UK data centre planning applications rose 32% year-on-year in the first quarter of 2026, based on a like-for-like comparison of councils tracked in both periods, according to LeadLinka Research. Against a backdrop in which most tracked categories cooled, this stands out: EV charging also grew (+17%), while battery storage fell 54% and solar declined. Data centres were the fastest-growing tracked category.
The first quarter offers the cleanest comparison because dataset coverage was still expanding through the first half of 2024, which distorts year-on-year figures built off that period. Q2 2026 is partial (20 applications recorded to 18 June, against 49 in Q2 2025) and is not a reliable basis for a year-on-year read.
| Quarter | Data centre applications |
|---|---|
| Q3 2024 | 29 |
| Q4 2024 | 35 |
| Q1 2025 | 28 |
| Q2 2025 | 49 |
| Q3 2025 | 34 |
| Q4 2025 | 53 |
| Q1 2026 | 37 |
| Q2 2026 (partial) | 20 |
The growth is real, but the absolute numbers are small and worth stating plainly. Data centre applications run in the tens per quarter, not the hundreds: 29 in Q3 2024, 35 in Q4 2024, then ranging from 28 to 53 across the quarters of 2025, before reaching 37 in Q1 2026, according to LeadLinka Research. A 32% year-on-year rise on a base of a few dozen applications is a meaningful signal of developer intent, but it is not a flood of schemes.
That distinction matters because data centres are individually large. A small number of applications can represent a disproportionate share of construction value and electrical load, even when the count is modest. The application count is the verifiable signal; the scale of any individual scheme is not something this dataset measures.
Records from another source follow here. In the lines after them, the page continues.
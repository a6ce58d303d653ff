//! Run tables (Arrow)
//!
//! Flattens a run collection into one Arrow `RecordBatch`:
//!
//! ```text
//! name | <config columns...> | <summary columns...>
//! ```
//!
//! - One row per run, in input order (no reordering, no dedup)
//! - Column union across runs; a run missing a key gets a null cell
//! - Config keys starting with `_` are dropped; summary media references too
//! - Config and summary columns are built independently, so a key present
//!   in both shows up twice
//!
//! Cell types are inferred per column, nothing is validated: all-integer
//! columns become `Int64`, all-numeric `Float64`, all-boolean `Boolean`,
//! anything else `Utf8`.

mod longtable;

use std::collections::HashSet;
use std::sync::Arc;

use arrow::array::{
    new_null_array, Array, ArrayRef, BooleanArray, Float64Array, Int64Array, StringArray,
};
use arrow::datatypes::{DataType, Field, Schema};
use arrow::record_batch::{RecordBatch, RecordBatchOptions};
use serde_json::{Map, Value};

use crate::experiment::Run;
use crate::Result;

/// Name of the always-first run name column.
pub const NAME_COLUMN: &str = "name";

/// Tabular flattening of a run collection.
#[derive(Debug, Clone)]
pub struct RunTable {
    batch: RecordBatch,
}

impl RunTable {
    /// Flatten runs into a table.
    ///
    /// # Errors
    ///
    /// Returns `Error::MissingAttribute` if a run has no summary.
    pub fn from_runs(runs: &[Run]) -> Result<Self> {
        let mut names = Vec::with_capacity(runs.len());
        let mut configs = Vec::with_capacity(runs.len());
        let mut summaries = Vec::with_capacity(runs.len());
        for run in runs {
            summaries.push(run.summary()?.json_dict());
            configs.push(run.public_config());
            names.push(run.name());
        }

        let mut fields = vec![Field::new(NAME_COLUMN, DataType::Utf8, false)];
        let mut columns: Vec<ArrayRef> = vec![Arc::new(StringArray::from(names))];
        for records in [&configs, &summaries] {
            for key in column_union(records) {
                let column = infer_column(records.iter().map(|record| record.get(&key)));
                fields.push(Field::new(key, column.data_type().clone(), true));
                columns.push(column);
            }
        }

        let batch = RecordBatch::try_new(Arc::new(Schema::new(fields)), columns)?;
        tracing::debug!(
            rows = batch.num_rows(),
            columns = batch.num_columns(),
            "run table built"
        );
        Ok(Self { batch })
    }

    /// Number of rows (runs).
    #[must_use]
    pub fn num_rows(&self) -> usize {
        self.batch.num_rows()
    }

    /// Number of columns, `name` included.
    #[must_use]
    pub fn num_columns(&self) -> usize {
        self.batch.num_columns()
    }

    /// Column names in table order.
    #[must_use]
    pub fn column_names(&self) -> Vec<&str> {
        self.batch
            .schema_ref()
            .fields()
            .iter()
            .map(|field| field.name().as_str())
            .collect()
    }

    /// First column with the given name.
    #[must_use]
    pub fn column(&self, name: &str) -> Option<&ArrayRef> {
        self.position(name).map(|index| self.batch.column(index))
    }

    /// Underlying Arrow batch.
    #[must_use]
    pub const fn batch(&self) -> &RecordBatch {
        &self.batch
    }

    /// Restrict and reorder the table to exactly `columns`.
    ///
    /// A name not present in the table becomes an all-null text column;
    /// a name present more than once resolves to its first occurrence.
    ///
    /// # Errors
    ///
    /// Returns error if the Arrow batch cannot be assembled.
    pub fn select(&self, columns: &[String]) -> Result<Self> {
        let schema = self.batch.schema_ref();
        let mut fields = Vec::with_capacity(columns.len());
        let mut arrays = Vec::with_capacity(columns.len());

        for name in columns {
            if let Some(index) = self.position(name) {
                fields.push(schema.field(index).clone());
                arrays.push(Arc::clone(self.batch.column(index)));
            } else {
                fields.push(Field::new(name, DataType::Utf8, true));
                arrays.push(new_null_array(&DataType::Utf8, self.num_rows()));
            }
        }

        let options = RecordBatchOptions::new().with_row_count(Some(self.num_rows()));
        let batch =
            RecordBatch::try_new_with_options(Arc::new(Schema::new(fields)), arrays, &options)?;
        Ok(Self { batch })
    }

    /// Render as a LaTeX `longtable`.
    #[must_use]
    pub fn to_latex(&self) -> String {
        longtable::render(&self.batch)
    }

    fn position(&self, name: &str) -> Option<usize> {
        self.batch
            .schema_ref()
            .fields()
            .iter()
            .position(|field| field.name() == name)
    }
}

/// Flatten runs into a [`RunTable`].
///
/// # Errors
///
/// Returns `Error::MissingAttribute` if a run has no summary.
pub fn runs_to_table(runs: &[Run]) -> Result<RunTable> {
    RunTable::from_runs(runs)
}

/// Render the runs of a section as a LaTeX `longtable`.
///
/// Returns an empty string when there are no runs. With a non-empty
/// `columns` list the table is restricted to exactly those columns.
///
/// # Errors
///
/// Returns error if a run has no summary.
pub fn runs_table_to_latex(runs: &[Run], columns: Option<&[String]>) -> Result<String> {
    let table = RunTable::from_runs(runs)?;
    if table.num_rows() == 0 {
        return Ok(String::new());
    }

    let table = match columns {
        Some(columns) if !columns.is_empty() => table.select(columns)?,
        _ => table,
    };
    Ok(table.to_latex())
}

/// Keys across all records, in order of first appearance.
fn column_union(records: &[Map<String, Value>]) -> Vec<String> {
    let mut seen = HashSet::new();
    let mut keys = Vec::new();
    for record in records {
        for key in record.keys() {
            if seen.insert(key.as_str()) {
                keys.push(key.clone());
            }
        }
    }
    keys
}

fn infer_column<'a>(cells: impl Iterator<Item = Option<&'a Value>>) -> ArrayRef {
    // JSON null is a missing cell
    let cells: Vec<Option<&Value>> = cells.map(|cell| cell.filter(|v| !v.is_null())).collect();
    let present = || cells.iter().flatten();

    if present().next().is_none() {
        return new_null_array(&DataType::Utf8, cells.len());
    }
    if present().all(|v| v.is_i64()) {
        let values: Int64Array = cells.iter().map(|c| c.and_then(Value::as_i64)).collect();
        return Arc::new(values);
    }
    if present().all(|v| v.is_number()) {
        let values: Float64Array = cells.iter().map(|c| c.and_then(Value::as_f64)).collect();
        return Arc::new(values);
    }
    if present().all(|v| v.is_boolean()) {
        let values: BooleanArray = cells.iter().map(|c| c.and_then(Value::as_bool)).collect();
        return Arc::new(values);
    }

    let values: StringArray = cells
        .iter()
        .map(|c| {
            c.map(|v| match v {
                Value::String(s) => s.clone(),
                other => other.to_string(),
            })
        })
        .collect();
    Arc::new(values)
}

#[cfg(test)]
mod tests {
    use super::*;
    use serde_json::json;

    fn runs() -> Vec<Run> {
        vec![
            Run::builder("run-a")
                .config("lr", 0.1)
                .config("_wandb", json!({"x": 1}))
                .summary("acc", 0.9)
                .build(),
            Run::builder("run-b")
                .config("lr", 0.01)
                .config("layers", 3)
                .summary("acc", 0.95)
                .summary("loss", 0.2)
                .build(),
        ]
    }

    #[test]
    fn test_columns_name_config_summary() {
        let table = RunTable::from_runs(&runs()).unwrap();
        assert_eq!(table.num_rows(), 2);
        assert_eq!(table.column_names(), vec!["name", "lr", "layers", "acc", "loss"]);
    }

    #[test]
    fn test_missing_keys_are_null() {
        let table = RunTable::from_runs(&runs()).unwrap();
        let layers = table.column("layers").unwrap();
        assert_eq!(layers.data_type(), &DataType::Int64);
        assert!(layers.is_null(0));
        assert!(!layers.is_null(1));
    }

    #[test]
    fn test_mixed_types_become_text() {
        let runs = vec![
            Run::builder("a").summary("best", 1).build(),
            Run::builder("b").summary("best", "n/a").build(),
        ];
        let table = RunTable::from_runs(&runs).unwrap();
        let best = table.column("best").unwrap();
        let best = best.as_any().downcast_ref::<StringArray>().unwrap();
        assert_eq!(best.value(0), "1");
        assert_eq!(best.value(1), "n/a");
    }

    #[test]
    fn test_key_in_config_and_summary_appears_twice() {
        let runs = vec![Run::builder("a").config("epochs", 10).summary("epochs", 9).build()];
        let table = RunTable::from_runs(&runs).unwrap();
        assert_eq!(table.column_names(), vec!["name", "epochs", "epochs"]);
    }

    #[test]
    fn test_select_reorders_and_fills() {
        let table = RunTable::from_runs(&runs()).unwrap();
        let columns = vec!["acc".to_string(), "name".to_string(), "missing".to_string()];
        let selected = table.select(&columns).unwrap();
        assert_eq!(selected.column_names(), vec!["acc", "name", "missing"]);
        assert_eq!(selected.num_rows(), 2);
        assert_eq!(selected.column("missing").unwrap().null_count(), 2);
    }

    #[test]
    fn test_empty_runs() {
        let table = RunTable::from_runs(&[]).unwrap();
        assert_eq!(table.num_rows(), 0);
        assert_eq!(table.column_names(), vec!["name"]);
        assert_eq!(runs_table_to_latex(&[], None).unwrap(), "");
    }

    #[test]
    fn test_run_without_summary_fails() {
        let runs = vec![Run::builder("a").without_summary().build()];
        assert!(RunTable::from_runs(&runs).is_err());
    }
}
The applications cluster in the established West London and M4 data centre belt, not in a new region. Hillingdon is among the most active authorities for data centre applications in the dataset, consistent with the long-standing concentration of UK data centre capacity around West London and the Slough area, according to LeadLinka Research. The pattern reflects proximity to power, fibre and the existing operator footprint.
This is a continuation of an established geography rather than a shift to a new one. For developers, power providers and contractors, the signal is that demand for new data centre consents remains anchored to the corridor that already hosts the bulk of UK capacity.
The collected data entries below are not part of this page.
//! Report to LaTeX document assembly
//!
//! ```text
//! header(author, title)
//!   -> [download charts | discover charts]
//!   -> for each section i: section_to_latex(section, charts[i]) + runs_table_to_latex(runs(section))
//!   -> footer
//! ```
//!
//! Assembly is append-only. Any failure aborts the export and the partial
//! document is dropped.
//!
//! ## Example
//!
//! ```rust,no_run
//! use runtex::experiment::ReportSnapshot;
//! use runtex::export::ReportExporter;
//!
//! # fn main() -> Result<(), Box<dyn std::error::Error>> {
//! let report = ReportSnapshot::from_json(&std::fs::read_to_string("report.json")?)?;
//! let latex = ReportExporter::builder()
//!     .columns(["name", "learning_rate", "accuracy"])
//!     .charts_dir("build/charts")
//!     .build()
//!     .export(&report)?;
//! std::fs::write("report.tex", latex)?;
//! # Ok(())
//! # }
//! ```

use std::path::{Path, PathBuf};

use crate::charts::{ChartIndex, DEFAULT_CHARTS_DIR};
use crate::experiment::ReportSource;
use crate::latex::{self, CmarkLatex, MarkupConverter};
use crate::table::runs_table_to_latex;
use crate::Result;

/// Report exporter configured through [`ReportExporterBuilder`].
pub struct ReportExporter {
    columns: Option<Vec<String>>,
    download_charts: bool,
    charts_dir: PathBuf,
    converter: Box<dyn MarkupConverter>,
}

impl Default for ReportExporter {
    fn default() -> Self {
        Self::builder().build()
    }
}

impl ReportExporter {
    /// Create a new exporter builder
    #[must_use]
    pub fn builder() -> ReportExporterBuilder {
        ReportExporterBuilder::default()
    }

    /// Directory chart images are read from (and downloaded into).
    #[must_use]
    pub fn charts_dir(&self) -> &Path {
        &self.charts_dir
    }

    /// Export a report to a complete LaTeX document.
    ///
    /// # Errors
    ///
    /// Returns the first error from chart download/discovery, run
    /// enumeration, markdown conversion or table building.
    pub fn export(&self, report: &dyn ReportSource) -> Result<String> {
        let mut document = latex::header(report.entity(), report.name());

        let sections = report.sections();
        let charts = if self.download_charts {
            report.download_charts(&self.charts_dir)?
        } else {
            ChartIndex::discover(&self.charts_dir, sections.len())?
        };
        tracing::debug!(charts = charts.len(), "chart index ready");

        for (index, section) in sections.iter().enumerate() {
            document.push_str(&latex::section_to_latex(
                section,
                charts.charts(index),
                &*self.converter,
            )?);

            let runs = report.runs(index)?;
            document.push_str(&runs_table_to_latex(&runs, self.columns.as_deref())?);
            tracing::debug!(index, section = section.name(), runs = runs.len(), "section rendered");
        }

        document.push_str(latex::FOOTER);
        tracing::info!(
            report = report.name(),
            sections = sections.len(),
            bytes = document.len(),
            "report exported"
        );
        Ok(document)
    }
}

/// Builder for [`ReportExporter`]
pub struct ReportExporterBuilder {
    columns: Option<Vec<String>>,
    download_charts: bool,
    charts_dir: PathBuf,
    converter: Box<dyn MarkupConverter>,
}

impl Default for ReportExporterBuilder {
    fn default() -> Self {
        Self {
            columns: None,
            download_charts: true,
            charts_dir: PathBuf::from(DEFAULT_CHARTS_DIR),
            converter: Box::new(CmarkLatex),
        }
    }
}

impl ReportExporterBuilder {
    /// Restrict run tables to these columns, in this order
    #[must_use]
    pub fn columns<I, S>(mut self, columns: I) -> Self
    where
        I: IntoIterator<Item = S>,
        S: Into<String>,
    {
        self.columns = Some(columns.into_iter().map(Into::into).collect());
        self
    }

    /// Download chart images before rendering (default: true)
    #[must_use]
    pub const fn download_charts(mut self, download: bool) -> Self {
        self.download_charts = download;
        self
    }

    /// Directory for chart images (default: `charts`)
    #[must_use]
    pub fn charts_dir(mut self, dir: impl Into<PathBuf>) -> Self {
        self.charts_dir = dir.into();
        self
    }

    /// Markdown converter (default: [`CmarkLatex`])
    #[must_use]
    pub fn converter(mut self, converter: impl MarkupConverter + 'static) -> Self {
        self.converter = Box::new(converter);
        self
    }

    /// Build the exporter
    #[must_use]
    pub fn build(self) -> ReportExporter {
        ReportExporter {
            columns: self.columns,
            download_charts: self.download_charts,
            charts_dir: self.charts_dir,
            converter: self.converter,
        }
    }
}

/// Export a report with the default converter and `charts/` directory.
///
/// # Errors
///
/// See [`ReportExporter::export`].
pub fn report_to_latex(
    report: &dyn ReportSource,
    columns: Option<&[String]>,
    download_charts: bool,
) -> Result<String> {
    let mut builder = ReportExporter::builder().download_charts(download_charts);
    if let Some(columns) = columns {
        builder = builder.columns(columns.iter().cloned());
    }
    builder.build().export(report)
}

#[cfg(test)]
mod tests {
    use super::*;
    use crate::experiment::{ChartImage, Panel, ReportSnapshot, Run, Section};
    use crate::Error;

    struct Shouting;

    impl MarkupConverter for Shouting {
        fn convert(&self, markdown: &str) -> Result<String> {
            Ok(markdown.to_uppercase())
        }
    }

    struct Failing;

    impl MarkupConverter for Failing {
        fn convert(&self, _markdown: &str) -> Result<String> {
            Err(Error::Conversion("boom".to_string()))
        }
    }

    fn report() -> ReportSnapshot {
        let mut report = ReportSnapshot::new("alice", "Study");
        report.add_section(
            Section::new("Intro", vec![Panel::markdown("hello")]),
            vec![Run::builder("run-1").summary("acc", 0.5).build()],
        );
        report.add_chart(0, ChartImage::new("acc.png", vec![0]));
        report
    }

    #[test]
    fn test_builder_defaults() {
        let exporter = ReportExporter::default();
        assert_eq!(exporter.charts_dir(), Path::new("charts"));
        assert!(exporter.download_charts);
        assert!(exporter.columns.is_none());
    }

    #[test]
    fn test_export_uses_configured_converter() {
        let dir = tempfile::tempdir().unwrap();
        let latex = ReportExporter::builder()
            .charts_dir(dir.path())
            .converter(Shouting)
            .build()
            .export(&report())
            .unwrap();
        assert!(latex.contains("HELLO"));
        assert!(latex.contains("section_0_acc.png"));
        assert!(latex.contains("\\begin{longtable}"));
    }

    #[test]
    fn test_conversion_failure_propagates() {
        let dir = tempfile::tempdir().unwrap();
        let result = ReportExporter::builder()
            .charts_dir(dir.path())
            .converter(Failing)
            .build()
            .export(&report());
        assert!(matches!(result, Err(Error::Conversion(_))));
    }
}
Data centre applications are identified by matching planning application descriptions for data centre terms and counted by submission date. The headline growth figure uses a like-for-like panel of councils tracked in both Q1 2025 and Q1 2026; this fixed-panel approach removes the distortion caused by council coverage expanding during 2025, which would otherwise inflate raw year-on-year counts. Q2 2026 is partial (to 18 June). Figures are application counts; LeadLinka does not hold project-level capacity (MW) data, so no megawatt or campus-scale claims are made.
Source: LeadLinka Research, "UK Data Centre Planning Applications Rose 32% Year-on-Year in Q1 2026", leadlinka.co.uk/insights/uk-data-centre-planning-applications-2026, published 22 June 2026, updated 24 June 2026. Methodology and definitions: leadlinka.co.uk/methodology.